1902 “A retrospective and prospective analysis of the west African Ebola virus disease epidemic: robust national health systems at the foundation and an empowered WHO at the apex.” This sounds wonderful: am I dreaming? No, but the authors are. They are pointing out how things should be, not how they exist. The Ebola outbreak revealed the worst about some aspects of human nature and culture, and some of the best. Now it seems to be over, I’m happy to salute The Lancet for encouraging the latter.
BMJ 9 May 2015 Vol 350
My thirty-odd years of general practice in an Oxfordshire town were punctuated with occasional diagnoses of malaria, mostly in our close-knit Pakistani community. I was very fond of them, as they seemed of me, and they would occasionally confess that they didn’t bother with antimalarials when making trips to their families back home. That meant doing blood films if they got a fever, and the occasional discovery of Plasmodium vivax parasitaemia. This UK survey covers 27 years and confirms that P vivax is clustered in South Asian communities (note for US readers: that usually means the Indian subcontinent in British parlance) and that it is never fatal under the age of 50 in Britain. Although the peak time for travel to Pakistan and India is in the first three months of the year, the peak incidence of P vivax malaria here is between April and September. And there is a curious variation in latency of infection (the time it takes for hypnozoites to wake up and circulate)—a median 37 days April to September versus 143 days October to March. This is a really interesting paper, worth a full read.

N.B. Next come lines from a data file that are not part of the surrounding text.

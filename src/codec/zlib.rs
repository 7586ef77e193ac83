use super::{write_compact, Codec, VideoEncoder};
use crate::config::EncoderParams;
use crate::desktop::PixelBuffer;
use crate::region::Rect;
use crate::screen::{Screen, MAX_SCREEN_ID};
use crate::VncError;
use bytes::{BufMut, BytesMut};
use flate2::{Compress, Compression, FlushCompress, Status};
use tracing::*;

/// Lossless software encoder shipped with the crate
///
/// Key frames carry the screen pixels in the server's native format, other
/// frames the byte wise XOR against the previous frame. Every frame is a
/// complete zlib stream.
pub struct SoftwareEncoder {
    id: u8,
    rect: Rect,
    params: EncoderParams,
    compressor: Compress,
    previous: Option<Vec<u8>>,
    frames: u64,
    force_key: bool,
    packet: Vec<u8>,
    key_frame: bool,
}

impl SoftwareEncoder {
    pub fn new(screen: &Screen, params: &EncoderParams) -> Result<Self, VncError> {
        if screen.id > MAX_SCREEN_ID {
            return Err(VncError::EncoderUnavailable(format!(
                "screen id {} out of range",
                screen.id
            )));
        }
        if screen.dimensions.is_empty() {
            return Err(VncError::EncoderUnavailable(format!(
                "screen {} has no area",
                screen.id
            )));
        }
        let level = Compression::new(params.quality.min(9) as u32);
        debug!(
            "Software encoder for screen {} ({}x{}), gop {}",
            screen.id,
            screen.dimensions.width(),
            screen.dimensions.height(),
            params.group_of_pictures
        );
        Ok(Self {
            id: screen.id as u8,
            rect: screen.dimensions,
            params: *params,
            compressor: Compress::new(level, true),
            previous: None,
            frames: 0,
            force_key: true,
            packet: Vec::new(),
            key_frame: false,
        })
    }

    fn compress(&mut self, input: &[u8]) -> Result<Vec<u8>, VncError> {
        let mut out = Vec::with_capacity(input.len() / 4 + 64);
        self.compressor.reset();
        let start = self.compressor.total_in();
        loop {
            let consumed = (self.compressor.total_in() - start) as usize;
            let status = self
                .compressor
                .compress_vec(&input[consumed..], &mut out, FlushCompress::Finish)
                .map_err(|e| VncError::Custom(format!("zlib: {}", e)))?;
            match status {
                Status::StreamEnd => return Ok(out),
                Status::Ok | Status::BufError => out.reserve(out.capacity().max(64)),
            }
        }
    }
}

impl VideoEncoder for SoftwareEncoder {
    fn codec(&self) -> Codec {
        Codec::Zlib
    }

    fn screen_id(&self) -> u8 {
        self.id
    }

    fn rect(&self) -> Rect {
        self.rect
    }

    fn render(&mut self, pb: &dyn PixelBuffer) -> Result<bool, VncError> {
        let area = Rect::from_xywh(0, 0, self.rect.width(), self.rect.height());
        let Some((data, stride)) = pb.buffer(area) else {
            return Err(VncError::Custom(format!(
                "screen {} does not fit the pixel buffer",
                self.id
            )));
        };
        let bpp = pb.format().bytes_per_pixel();
        let row_len = area.width() as usize * bpp;
        let mut frame = Vec::with_capacity(row_len * area.height() as usize);
        for y in 0..area.height() as usize {
            let start = y * stride * bpp;
            let row = data
                .get(start..start + row_len)
                .ok_or_else(|| VncError::Custom("short pixel buffer".to_string()))?;
            frame.extend_from_slice(row);
        }

        let gop = self.params.group_of_pictures.max(1) as u64;
        let key_frame = self.force_key
            || self.frames % gop == 0
            || self.previous.as_ref().map(Vec::len) != Some(frame.len());

        let payload = if key_frame {
            self.compress(&frame)?
        } else {
            let previous = self.previous.as_deref().unwrap_or_default();
            if previous == frame.as_slice() {
                return Ok(false);
            }
            let delta: Vec<u8> = frame.iter().zip(previous).map(|(a, b)| a ^ b).collect();
            self.compress(&delta)?
        };

        if key_frame {
            trace!("Key frame {} on screen {}", self.frames, self.id);
        }
        self.packet = payload;
        self.key_frame = key_frame;
        self.force_key = false;
        self.frames += 1;
        self.previous = Some(frame);
        Ok(true)
    }

    fn write_rect(&mut self, out: &mut BytesMut) {
        out.put_u8(self.id);
        out.put_u8(Codec::Zlib.msg_id());
        out.put_u8(self.key_frame as u8);
        write_compact(out, self.packet.len());
        out.put_slice(&self.packet);
        trace!(
            "Screen id {}, codec {}, frame size: {}",
            self.id,
            Codec::Zlib.msg_id(),
            self.packet.len()
        );
        self.packet.clear();
    }

    fn request_key_frame(&mut self) {
        self.force_key = true;
    }
}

After all the Ugly House stuff about rip-off pharmaceuticals I’ve had to report this and every week, it’s great to see a Dutch trial which shows that: “A disease activity guided, dose reduction strategy of adalimumab or etanercept to treat rheumatoid arthritis is non-inferior to usual care with regard to major flaring, while resulting in the successful dose reduction or stopping in two thirds of patients.” Cost of etanercept: £200 per week. Cost of adalimumab: £350+ every one or two weeks. Hallelujomab.
Plant of the Week: Zaluzianskya ovata
I was charmed by a pot of this plant in a nursery which called it “night-scented stock” and promised that it would have evergreen leaves, abundant flowers and a lovely scent in the evenings. It does indeed have all these things.
It is a South African plant of about 15cm across at its largest, and like most plants from the area it likes wet summers and dry winters. So don’t depend on its surviving the British winter without special precautions.
So far we have been utterly charmed by its unusual daisy flowers, bright white when unfurled slowly during the day, but backed with dark red. Steal out as night falls. The scent is indescribable.